### Problem to work on
Going through the entries below, tally the lines that hold the word "JobMessage" and state the result alone.

(Saved entries)
*** Block opens ***
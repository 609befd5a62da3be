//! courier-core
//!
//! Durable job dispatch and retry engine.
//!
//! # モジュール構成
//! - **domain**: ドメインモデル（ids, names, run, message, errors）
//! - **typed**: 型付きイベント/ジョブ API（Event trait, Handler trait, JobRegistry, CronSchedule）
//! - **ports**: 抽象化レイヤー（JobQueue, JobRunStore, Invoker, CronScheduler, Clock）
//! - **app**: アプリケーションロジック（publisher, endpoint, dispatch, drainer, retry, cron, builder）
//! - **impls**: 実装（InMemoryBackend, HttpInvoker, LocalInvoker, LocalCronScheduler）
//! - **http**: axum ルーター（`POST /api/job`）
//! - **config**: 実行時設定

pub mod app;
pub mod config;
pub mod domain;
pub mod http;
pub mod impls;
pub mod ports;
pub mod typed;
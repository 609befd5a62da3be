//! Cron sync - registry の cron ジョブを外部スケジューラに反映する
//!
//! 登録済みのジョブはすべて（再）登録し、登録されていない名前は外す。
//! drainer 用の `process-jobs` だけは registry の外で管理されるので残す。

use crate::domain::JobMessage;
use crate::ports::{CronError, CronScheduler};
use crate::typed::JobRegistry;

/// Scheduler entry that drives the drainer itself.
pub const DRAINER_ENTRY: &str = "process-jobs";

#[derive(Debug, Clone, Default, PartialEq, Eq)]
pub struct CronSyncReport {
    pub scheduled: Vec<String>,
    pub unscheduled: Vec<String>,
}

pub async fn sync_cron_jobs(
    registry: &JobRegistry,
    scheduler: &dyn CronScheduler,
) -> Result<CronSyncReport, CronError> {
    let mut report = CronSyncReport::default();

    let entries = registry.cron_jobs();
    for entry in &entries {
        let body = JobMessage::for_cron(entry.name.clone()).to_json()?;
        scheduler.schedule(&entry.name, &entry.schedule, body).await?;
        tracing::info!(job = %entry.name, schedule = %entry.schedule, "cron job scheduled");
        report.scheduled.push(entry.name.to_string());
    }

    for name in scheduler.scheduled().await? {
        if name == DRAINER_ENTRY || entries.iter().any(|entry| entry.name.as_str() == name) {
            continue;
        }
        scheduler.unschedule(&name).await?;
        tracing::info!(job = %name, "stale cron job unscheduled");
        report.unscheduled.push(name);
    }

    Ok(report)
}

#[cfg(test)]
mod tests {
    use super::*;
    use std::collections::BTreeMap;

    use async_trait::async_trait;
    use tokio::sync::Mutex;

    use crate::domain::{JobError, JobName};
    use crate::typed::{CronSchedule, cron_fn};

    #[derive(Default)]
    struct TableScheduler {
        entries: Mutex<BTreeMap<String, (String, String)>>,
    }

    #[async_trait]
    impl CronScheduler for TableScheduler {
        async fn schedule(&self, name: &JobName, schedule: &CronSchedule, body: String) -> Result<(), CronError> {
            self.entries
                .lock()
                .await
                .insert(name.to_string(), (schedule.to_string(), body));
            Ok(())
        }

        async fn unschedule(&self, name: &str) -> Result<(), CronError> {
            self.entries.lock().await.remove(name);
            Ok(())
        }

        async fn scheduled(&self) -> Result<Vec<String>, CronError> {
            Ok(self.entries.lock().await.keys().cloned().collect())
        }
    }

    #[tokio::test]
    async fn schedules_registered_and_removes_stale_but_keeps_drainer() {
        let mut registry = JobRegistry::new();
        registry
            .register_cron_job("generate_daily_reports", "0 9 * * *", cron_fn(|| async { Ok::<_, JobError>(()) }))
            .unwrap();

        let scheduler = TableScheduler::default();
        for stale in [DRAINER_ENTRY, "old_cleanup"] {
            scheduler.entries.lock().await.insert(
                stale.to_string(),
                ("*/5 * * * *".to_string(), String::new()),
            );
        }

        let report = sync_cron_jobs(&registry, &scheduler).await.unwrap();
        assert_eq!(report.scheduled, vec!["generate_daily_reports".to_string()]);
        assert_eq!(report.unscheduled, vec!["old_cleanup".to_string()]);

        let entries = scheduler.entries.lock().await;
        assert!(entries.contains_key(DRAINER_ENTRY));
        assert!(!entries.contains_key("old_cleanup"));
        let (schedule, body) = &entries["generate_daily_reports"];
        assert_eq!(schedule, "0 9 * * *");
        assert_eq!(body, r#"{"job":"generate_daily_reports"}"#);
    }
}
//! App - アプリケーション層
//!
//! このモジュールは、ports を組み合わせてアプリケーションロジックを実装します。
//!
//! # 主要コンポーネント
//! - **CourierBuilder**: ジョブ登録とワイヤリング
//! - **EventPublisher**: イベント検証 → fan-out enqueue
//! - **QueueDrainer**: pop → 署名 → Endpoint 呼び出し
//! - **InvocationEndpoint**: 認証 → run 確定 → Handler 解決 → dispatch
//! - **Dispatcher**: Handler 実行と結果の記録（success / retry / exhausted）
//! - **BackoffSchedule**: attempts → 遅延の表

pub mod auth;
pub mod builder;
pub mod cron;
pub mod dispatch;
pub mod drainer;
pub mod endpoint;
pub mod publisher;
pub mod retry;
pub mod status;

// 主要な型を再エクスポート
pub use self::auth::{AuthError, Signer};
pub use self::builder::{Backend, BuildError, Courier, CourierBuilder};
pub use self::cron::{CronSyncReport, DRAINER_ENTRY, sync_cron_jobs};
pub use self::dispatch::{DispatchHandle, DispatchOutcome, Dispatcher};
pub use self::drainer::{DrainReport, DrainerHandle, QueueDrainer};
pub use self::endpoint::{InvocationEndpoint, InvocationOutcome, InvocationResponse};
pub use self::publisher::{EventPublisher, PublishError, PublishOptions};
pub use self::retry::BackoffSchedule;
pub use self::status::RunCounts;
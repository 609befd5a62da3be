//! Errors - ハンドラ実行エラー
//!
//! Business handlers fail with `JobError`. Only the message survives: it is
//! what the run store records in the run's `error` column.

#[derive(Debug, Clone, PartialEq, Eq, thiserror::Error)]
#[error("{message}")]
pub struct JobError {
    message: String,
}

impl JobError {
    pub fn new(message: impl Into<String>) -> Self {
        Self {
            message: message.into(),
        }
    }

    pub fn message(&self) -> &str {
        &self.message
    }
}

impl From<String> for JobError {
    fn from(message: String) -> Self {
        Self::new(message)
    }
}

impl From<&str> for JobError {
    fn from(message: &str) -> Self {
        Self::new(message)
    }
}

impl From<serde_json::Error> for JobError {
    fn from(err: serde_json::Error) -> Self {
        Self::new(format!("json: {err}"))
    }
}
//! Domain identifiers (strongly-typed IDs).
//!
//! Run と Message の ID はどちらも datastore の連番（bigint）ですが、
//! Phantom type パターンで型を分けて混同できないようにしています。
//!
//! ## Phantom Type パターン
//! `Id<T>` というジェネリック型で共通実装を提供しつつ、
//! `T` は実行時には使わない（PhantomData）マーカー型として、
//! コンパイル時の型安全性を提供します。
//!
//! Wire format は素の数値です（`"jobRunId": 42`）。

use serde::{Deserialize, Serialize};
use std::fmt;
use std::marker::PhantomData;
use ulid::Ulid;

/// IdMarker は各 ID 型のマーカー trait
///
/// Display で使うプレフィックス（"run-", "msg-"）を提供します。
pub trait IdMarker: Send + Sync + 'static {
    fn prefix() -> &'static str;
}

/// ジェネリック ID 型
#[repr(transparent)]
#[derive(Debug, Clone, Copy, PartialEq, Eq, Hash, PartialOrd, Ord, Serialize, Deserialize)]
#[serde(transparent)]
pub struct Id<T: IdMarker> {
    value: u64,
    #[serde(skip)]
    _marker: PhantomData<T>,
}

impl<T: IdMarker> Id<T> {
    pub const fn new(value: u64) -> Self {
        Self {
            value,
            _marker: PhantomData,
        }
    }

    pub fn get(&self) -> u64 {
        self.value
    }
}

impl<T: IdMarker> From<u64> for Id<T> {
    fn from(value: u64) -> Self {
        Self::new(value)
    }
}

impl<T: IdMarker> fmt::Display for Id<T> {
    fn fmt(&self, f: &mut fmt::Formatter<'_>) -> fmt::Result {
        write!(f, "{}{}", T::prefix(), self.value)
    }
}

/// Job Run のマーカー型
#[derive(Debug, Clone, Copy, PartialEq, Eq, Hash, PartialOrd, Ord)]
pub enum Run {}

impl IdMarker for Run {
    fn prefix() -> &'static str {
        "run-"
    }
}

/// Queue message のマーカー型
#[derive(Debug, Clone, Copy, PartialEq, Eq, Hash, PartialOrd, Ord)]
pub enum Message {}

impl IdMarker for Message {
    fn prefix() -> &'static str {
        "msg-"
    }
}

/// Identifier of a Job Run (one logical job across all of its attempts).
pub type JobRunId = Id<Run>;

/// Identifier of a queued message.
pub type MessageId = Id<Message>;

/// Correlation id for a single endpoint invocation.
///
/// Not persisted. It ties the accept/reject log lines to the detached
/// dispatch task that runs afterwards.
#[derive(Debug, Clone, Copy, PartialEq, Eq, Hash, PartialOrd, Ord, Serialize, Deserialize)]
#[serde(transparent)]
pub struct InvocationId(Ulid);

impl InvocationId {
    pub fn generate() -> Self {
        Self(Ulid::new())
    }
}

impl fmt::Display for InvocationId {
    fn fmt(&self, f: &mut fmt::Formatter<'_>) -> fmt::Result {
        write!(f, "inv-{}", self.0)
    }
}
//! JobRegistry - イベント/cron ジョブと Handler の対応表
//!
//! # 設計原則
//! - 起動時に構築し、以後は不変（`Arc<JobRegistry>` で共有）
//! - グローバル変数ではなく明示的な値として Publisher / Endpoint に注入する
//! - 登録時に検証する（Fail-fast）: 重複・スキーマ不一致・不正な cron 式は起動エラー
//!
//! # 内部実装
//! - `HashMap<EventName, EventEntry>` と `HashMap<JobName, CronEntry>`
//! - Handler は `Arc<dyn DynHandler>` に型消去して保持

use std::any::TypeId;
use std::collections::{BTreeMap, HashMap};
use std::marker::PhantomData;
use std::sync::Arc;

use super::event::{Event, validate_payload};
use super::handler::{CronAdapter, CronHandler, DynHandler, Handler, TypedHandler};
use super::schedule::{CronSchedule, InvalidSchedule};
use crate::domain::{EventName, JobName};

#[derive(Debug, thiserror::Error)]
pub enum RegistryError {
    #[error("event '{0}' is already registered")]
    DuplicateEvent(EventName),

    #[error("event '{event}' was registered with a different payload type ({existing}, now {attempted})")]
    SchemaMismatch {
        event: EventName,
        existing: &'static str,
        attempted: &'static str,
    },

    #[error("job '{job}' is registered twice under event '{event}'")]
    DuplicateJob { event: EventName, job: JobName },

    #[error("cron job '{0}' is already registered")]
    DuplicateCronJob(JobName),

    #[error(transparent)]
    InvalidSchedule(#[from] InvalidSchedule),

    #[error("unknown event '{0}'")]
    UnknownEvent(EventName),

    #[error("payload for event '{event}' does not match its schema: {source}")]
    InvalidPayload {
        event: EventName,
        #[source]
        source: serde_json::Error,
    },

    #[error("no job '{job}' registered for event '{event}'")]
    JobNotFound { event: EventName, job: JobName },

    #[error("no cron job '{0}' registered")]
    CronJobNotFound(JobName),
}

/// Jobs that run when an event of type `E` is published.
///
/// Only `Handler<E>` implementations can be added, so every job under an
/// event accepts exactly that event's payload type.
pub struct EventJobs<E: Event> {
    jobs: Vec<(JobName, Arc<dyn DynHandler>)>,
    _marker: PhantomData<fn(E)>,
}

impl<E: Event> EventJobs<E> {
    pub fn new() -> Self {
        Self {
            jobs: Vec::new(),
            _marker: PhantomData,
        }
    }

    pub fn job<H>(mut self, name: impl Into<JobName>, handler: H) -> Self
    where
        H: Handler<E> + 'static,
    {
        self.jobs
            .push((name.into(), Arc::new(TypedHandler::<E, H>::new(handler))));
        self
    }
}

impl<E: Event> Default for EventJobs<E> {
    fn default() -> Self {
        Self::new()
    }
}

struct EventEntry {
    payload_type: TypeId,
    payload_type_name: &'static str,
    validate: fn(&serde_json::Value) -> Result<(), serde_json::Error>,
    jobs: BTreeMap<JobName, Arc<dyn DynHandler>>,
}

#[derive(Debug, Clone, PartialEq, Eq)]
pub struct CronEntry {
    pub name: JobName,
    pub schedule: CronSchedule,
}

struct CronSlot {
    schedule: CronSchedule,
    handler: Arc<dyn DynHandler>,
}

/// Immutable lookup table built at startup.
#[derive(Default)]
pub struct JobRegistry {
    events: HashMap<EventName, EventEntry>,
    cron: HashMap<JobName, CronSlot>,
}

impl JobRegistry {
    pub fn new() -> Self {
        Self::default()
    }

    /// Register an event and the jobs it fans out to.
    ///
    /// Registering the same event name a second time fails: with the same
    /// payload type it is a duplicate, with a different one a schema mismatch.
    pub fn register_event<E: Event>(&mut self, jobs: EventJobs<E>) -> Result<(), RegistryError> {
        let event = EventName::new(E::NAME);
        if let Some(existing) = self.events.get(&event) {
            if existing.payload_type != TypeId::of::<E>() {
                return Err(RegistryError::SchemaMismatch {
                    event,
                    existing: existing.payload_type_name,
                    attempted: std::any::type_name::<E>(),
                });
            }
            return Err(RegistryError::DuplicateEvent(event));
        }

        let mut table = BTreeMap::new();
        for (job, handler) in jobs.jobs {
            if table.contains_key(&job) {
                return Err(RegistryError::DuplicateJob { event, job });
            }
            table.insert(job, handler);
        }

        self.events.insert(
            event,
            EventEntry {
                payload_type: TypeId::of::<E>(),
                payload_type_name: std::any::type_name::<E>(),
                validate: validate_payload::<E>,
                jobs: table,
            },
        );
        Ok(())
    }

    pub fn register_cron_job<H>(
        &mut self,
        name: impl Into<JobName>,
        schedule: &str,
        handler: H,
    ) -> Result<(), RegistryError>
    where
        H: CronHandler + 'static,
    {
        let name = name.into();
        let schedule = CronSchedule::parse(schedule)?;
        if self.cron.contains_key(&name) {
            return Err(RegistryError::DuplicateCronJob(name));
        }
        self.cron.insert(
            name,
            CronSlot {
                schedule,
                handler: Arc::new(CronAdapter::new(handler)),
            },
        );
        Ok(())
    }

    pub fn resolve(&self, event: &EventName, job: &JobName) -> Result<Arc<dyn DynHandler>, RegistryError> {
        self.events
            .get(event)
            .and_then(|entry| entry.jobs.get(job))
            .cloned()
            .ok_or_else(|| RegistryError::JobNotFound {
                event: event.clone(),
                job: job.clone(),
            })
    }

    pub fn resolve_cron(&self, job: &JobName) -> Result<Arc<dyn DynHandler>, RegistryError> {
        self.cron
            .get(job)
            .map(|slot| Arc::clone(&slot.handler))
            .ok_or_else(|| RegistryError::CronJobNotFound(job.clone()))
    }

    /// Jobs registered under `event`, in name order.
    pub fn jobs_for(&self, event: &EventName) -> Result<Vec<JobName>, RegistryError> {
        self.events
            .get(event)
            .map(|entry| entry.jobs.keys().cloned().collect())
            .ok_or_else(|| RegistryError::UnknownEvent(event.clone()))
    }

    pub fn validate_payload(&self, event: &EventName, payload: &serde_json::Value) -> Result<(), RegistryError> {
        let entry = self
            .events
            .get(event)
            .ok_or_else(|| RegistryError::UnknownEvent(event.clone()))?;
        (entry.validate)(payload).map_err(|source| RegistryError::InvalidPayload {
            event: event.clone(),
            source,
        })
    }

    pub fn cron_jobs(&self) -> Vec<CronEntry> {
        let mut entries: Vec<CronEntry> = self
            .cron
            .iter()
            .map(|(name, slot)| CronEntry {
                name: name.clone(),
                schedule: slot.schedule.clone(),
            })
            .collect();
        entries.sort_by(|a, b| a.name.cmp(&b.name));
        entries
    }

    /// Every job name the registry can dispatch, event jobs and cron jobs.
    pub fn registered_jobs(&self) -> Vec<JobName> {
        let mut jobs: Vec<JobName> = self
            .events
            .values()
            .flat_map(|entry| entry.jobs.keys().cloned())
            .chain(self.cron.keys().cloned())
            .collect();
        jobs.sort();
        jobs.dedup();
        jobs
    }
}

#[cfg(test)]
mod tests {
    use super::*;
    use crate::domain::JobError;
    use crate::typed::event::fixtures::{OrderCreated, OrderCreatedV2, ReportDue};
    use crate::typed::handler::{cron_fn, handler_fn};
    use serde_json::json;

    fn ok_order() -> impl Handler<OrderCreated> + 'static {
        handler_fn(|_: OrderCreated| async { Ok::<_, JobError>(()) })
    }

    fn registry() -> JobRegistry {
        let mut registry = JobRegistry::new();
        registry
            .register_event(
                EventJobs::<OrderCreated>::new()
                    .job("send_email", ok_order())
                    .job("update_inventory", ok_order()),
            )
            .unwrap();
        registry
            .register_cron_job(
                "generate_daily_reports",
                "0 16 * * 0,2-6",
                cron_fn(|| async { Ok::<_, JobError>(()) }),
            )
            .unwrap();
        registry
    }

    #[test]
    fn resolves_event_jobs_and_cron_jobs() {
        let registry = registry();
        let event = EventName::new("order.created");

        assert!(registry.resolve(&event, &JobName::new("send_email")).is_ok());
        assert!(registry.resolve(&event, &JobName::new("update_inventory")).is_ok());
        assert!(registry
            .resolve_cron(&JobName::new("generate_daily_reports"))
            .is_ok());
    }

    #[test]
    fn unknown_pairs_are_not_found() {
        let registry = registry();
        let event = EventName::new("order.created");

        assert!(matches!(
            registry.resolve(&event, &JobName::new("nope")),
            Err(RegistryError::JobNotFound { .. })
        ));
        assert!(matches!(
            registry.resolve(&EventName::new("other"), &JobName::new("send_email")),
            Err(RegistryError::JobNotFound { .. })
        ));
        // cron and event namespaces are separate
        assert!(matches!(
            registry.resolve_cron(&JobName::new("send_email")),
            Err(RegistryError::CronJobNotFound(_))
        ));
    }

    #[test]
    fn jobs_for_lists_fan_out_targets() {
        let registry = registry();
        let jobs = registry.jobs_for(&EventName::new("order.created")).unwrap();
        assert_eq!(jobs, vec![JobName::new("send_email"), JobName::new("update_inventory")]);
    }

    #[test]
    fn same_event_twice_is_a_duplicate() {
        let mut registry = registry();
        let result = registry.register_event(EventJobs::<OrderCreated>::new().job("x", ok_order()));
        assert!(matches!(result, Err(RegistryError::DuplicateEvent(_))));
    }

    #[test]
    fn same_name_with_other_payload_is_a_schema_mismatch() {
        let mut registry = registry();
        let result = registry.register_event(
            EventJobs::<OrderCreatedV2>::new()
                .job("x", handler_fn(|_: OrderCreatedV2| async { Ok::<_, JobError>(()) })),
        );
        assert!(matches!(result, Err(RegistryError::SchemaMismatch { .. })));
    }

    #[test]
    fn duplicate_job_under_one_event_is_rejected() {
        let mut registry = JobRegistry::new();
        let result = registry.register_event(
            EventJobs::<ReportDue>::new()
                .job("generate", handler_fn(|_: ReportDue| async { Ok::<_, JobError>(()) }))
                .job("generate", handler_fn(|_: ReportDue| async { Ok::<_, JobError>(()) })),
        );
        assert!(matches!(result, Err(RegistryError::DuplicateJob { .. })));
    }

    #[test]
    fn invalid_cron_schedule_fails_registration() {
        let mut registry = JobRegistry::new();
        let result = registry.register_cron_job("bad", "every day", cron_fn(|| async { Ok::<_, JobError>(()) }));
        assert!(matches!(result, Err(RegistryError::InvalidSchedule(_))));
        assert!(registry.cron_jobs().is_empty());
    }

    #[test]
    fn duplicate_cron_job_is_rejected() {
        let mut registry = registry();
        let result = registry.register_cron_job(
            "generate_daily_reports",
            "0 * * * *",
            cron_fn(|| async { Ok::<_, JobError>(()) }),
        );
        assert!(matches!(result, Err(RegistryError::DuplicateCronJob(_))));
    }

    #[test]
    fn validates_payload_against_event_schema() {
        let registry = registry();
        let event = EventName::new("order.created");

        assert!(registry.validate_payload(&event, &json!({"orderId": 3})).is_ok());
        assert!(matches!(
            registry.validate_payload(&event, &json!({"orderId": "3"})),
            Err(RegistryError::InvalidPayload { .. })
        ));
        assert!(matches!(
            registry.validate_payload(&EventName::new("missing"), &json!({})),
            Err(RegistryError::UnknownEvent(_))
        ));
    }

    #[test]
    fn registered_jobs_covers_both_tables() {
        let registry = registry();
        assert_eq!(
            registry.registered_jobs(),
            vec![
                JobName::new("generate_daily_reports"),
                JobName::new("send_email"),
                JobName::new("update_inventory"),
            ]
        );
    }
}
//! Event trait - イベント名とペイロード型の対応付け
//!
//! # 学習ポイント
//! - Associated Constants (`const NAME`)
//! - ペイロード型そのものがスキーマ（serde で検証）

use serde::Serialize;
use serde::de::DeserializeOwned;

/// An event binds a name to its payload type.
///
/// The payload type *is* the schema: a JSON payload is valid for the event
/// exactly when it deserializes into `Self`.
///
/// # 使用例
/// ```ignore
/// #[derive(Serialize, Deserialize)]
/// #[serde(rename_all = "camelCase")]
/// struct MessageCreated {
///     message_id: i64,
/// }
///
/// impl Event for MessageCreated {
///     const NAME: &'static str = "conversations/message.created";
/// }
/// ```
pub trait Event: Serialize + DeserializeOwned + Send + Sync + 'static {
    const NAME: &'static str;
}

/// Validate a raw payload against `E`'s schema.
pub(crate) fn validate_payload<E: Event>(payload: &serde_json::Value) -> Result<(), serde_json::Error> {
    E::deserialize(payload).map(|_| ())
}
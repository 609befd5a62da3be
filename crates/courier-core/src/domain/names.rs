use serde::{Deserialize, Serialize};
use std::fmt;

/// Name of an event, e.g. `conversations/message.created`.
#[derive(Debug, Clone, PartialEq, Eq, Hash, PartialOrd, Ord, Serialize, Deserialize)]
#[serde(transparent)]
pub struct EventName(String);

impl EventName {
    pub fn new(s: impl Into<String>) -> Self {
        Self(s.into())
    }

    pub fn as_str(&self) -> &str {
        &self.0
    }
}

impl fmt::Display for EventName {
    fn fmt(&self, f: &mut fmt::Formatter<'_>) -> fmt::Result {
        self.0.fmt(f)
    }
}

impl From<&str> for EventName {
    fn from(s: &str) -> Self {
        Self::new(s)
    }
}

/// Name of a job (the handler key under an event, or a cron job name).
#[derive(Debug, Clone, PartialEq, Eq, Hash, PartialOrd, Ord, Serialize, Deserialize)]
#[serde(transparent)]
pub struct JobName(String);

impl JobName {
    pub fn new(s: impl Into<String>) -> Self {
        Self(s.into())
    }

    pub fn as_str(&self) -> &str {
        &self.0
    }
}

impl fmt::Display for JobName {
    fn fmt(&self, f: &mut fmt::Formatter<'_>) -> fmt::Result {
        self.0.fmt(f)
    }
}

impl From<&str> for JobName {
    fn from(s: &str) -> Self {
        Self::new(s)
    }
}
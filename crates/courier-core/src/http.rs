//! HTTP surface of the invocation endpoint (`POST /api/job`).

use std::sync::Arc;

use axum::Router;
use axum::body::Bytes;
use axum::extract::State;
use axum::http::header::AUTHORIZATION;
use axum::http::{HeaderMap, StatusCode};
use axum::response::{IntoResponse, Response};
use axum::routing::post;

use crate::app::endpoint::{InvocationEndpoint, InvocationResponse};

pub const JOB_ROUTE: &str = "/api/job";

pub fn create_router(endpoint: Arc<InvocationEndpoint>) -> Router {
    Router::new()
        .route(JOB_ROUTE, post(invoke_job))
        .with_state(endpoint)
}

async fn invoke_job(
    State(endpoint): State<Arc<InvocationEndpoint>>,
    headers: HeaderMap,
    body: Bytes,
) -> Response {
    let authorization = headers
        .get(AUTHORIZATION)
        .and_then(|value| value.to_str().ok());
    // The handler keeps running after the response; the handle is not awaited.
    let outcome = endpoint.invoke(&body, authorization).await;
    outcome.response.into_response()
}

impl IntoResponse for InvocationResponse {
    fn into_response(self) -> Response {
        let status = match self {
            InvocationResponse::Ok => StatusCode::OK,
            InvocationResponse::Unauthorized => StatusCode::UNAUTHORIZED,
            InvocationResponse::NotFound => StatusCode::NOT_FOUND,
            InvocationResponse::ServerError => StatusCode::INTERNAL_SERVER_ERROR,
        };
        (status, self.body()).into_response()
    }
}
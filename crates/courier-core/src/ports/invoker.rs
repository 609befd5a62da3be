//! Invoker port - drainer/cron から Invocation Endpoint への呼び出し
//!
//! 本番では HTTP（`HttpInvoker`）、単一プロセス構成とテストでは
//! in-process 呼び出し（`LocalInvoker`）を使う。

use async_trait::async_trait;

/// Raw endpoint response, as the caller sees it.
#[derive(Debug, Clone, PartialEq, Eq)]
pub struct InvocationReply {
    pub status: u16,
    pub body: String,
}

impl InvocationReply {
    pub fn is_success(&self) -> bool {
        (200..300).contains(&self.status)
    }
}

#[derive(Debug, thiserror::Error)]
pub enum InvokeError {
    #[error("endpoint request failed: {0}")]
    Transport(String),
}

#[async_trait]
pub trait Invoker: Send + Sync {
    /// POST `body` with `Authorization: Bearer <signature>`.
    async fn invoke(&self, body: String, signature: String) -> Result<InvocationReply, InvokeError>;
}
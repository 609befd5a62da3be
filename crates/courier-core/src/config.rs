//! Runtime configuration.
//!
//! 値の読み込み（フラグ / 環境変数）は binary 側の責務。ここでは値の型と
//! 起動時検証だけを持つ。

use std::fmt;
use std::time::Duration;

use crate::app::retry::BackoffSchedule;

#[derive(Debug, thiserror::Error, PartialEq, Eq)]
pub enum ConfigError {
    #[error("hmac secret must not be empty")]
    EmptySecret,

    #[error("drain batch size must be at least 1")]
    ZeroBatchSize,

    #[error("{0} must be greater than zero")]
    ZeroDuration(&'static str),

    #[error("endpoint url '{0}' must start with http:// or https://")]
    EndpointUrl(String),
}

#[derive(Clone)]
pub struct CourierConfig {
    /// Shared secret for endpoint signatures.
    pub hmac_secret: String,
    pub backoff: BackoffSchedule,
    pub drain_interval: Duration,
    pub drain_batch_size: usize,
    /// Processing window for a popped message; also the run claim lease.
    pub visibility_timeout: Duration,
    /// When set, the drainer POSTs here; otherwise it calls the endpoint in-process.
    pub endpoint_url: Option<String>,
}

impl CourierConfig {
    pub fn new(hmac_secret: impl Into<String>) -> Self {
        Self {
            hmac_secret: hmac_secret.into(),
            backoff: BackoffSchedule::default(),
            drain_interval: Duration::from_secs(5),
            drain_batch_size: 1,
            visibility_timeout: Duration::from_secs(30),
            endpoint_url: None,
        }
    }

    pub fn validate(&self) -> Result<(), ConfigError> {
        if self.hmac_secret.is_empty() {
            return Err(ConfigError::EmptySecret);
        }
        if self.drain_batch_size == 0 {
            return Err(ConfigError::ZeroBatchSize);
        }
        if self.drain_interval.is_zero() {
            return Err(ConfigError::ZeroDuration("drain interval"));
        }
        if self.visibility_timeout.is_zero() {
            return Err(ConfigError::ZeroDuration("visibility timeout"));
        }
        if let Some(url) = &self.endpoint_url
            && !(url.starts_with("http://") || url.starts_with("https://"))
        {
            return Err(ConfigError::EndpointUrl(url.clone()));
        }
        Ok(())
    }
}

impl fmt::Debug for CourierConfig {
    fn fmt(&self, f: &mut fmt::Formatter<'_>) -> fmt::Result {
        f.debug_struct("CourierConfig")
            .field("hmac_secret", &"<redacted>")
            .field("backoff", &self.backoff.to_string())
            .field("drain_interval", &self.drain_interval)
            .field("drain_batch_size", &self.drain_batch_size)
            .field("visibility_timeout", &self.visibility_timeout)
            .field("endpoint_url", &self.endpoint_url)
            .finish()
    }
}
*** Block closes ***
### Task response
2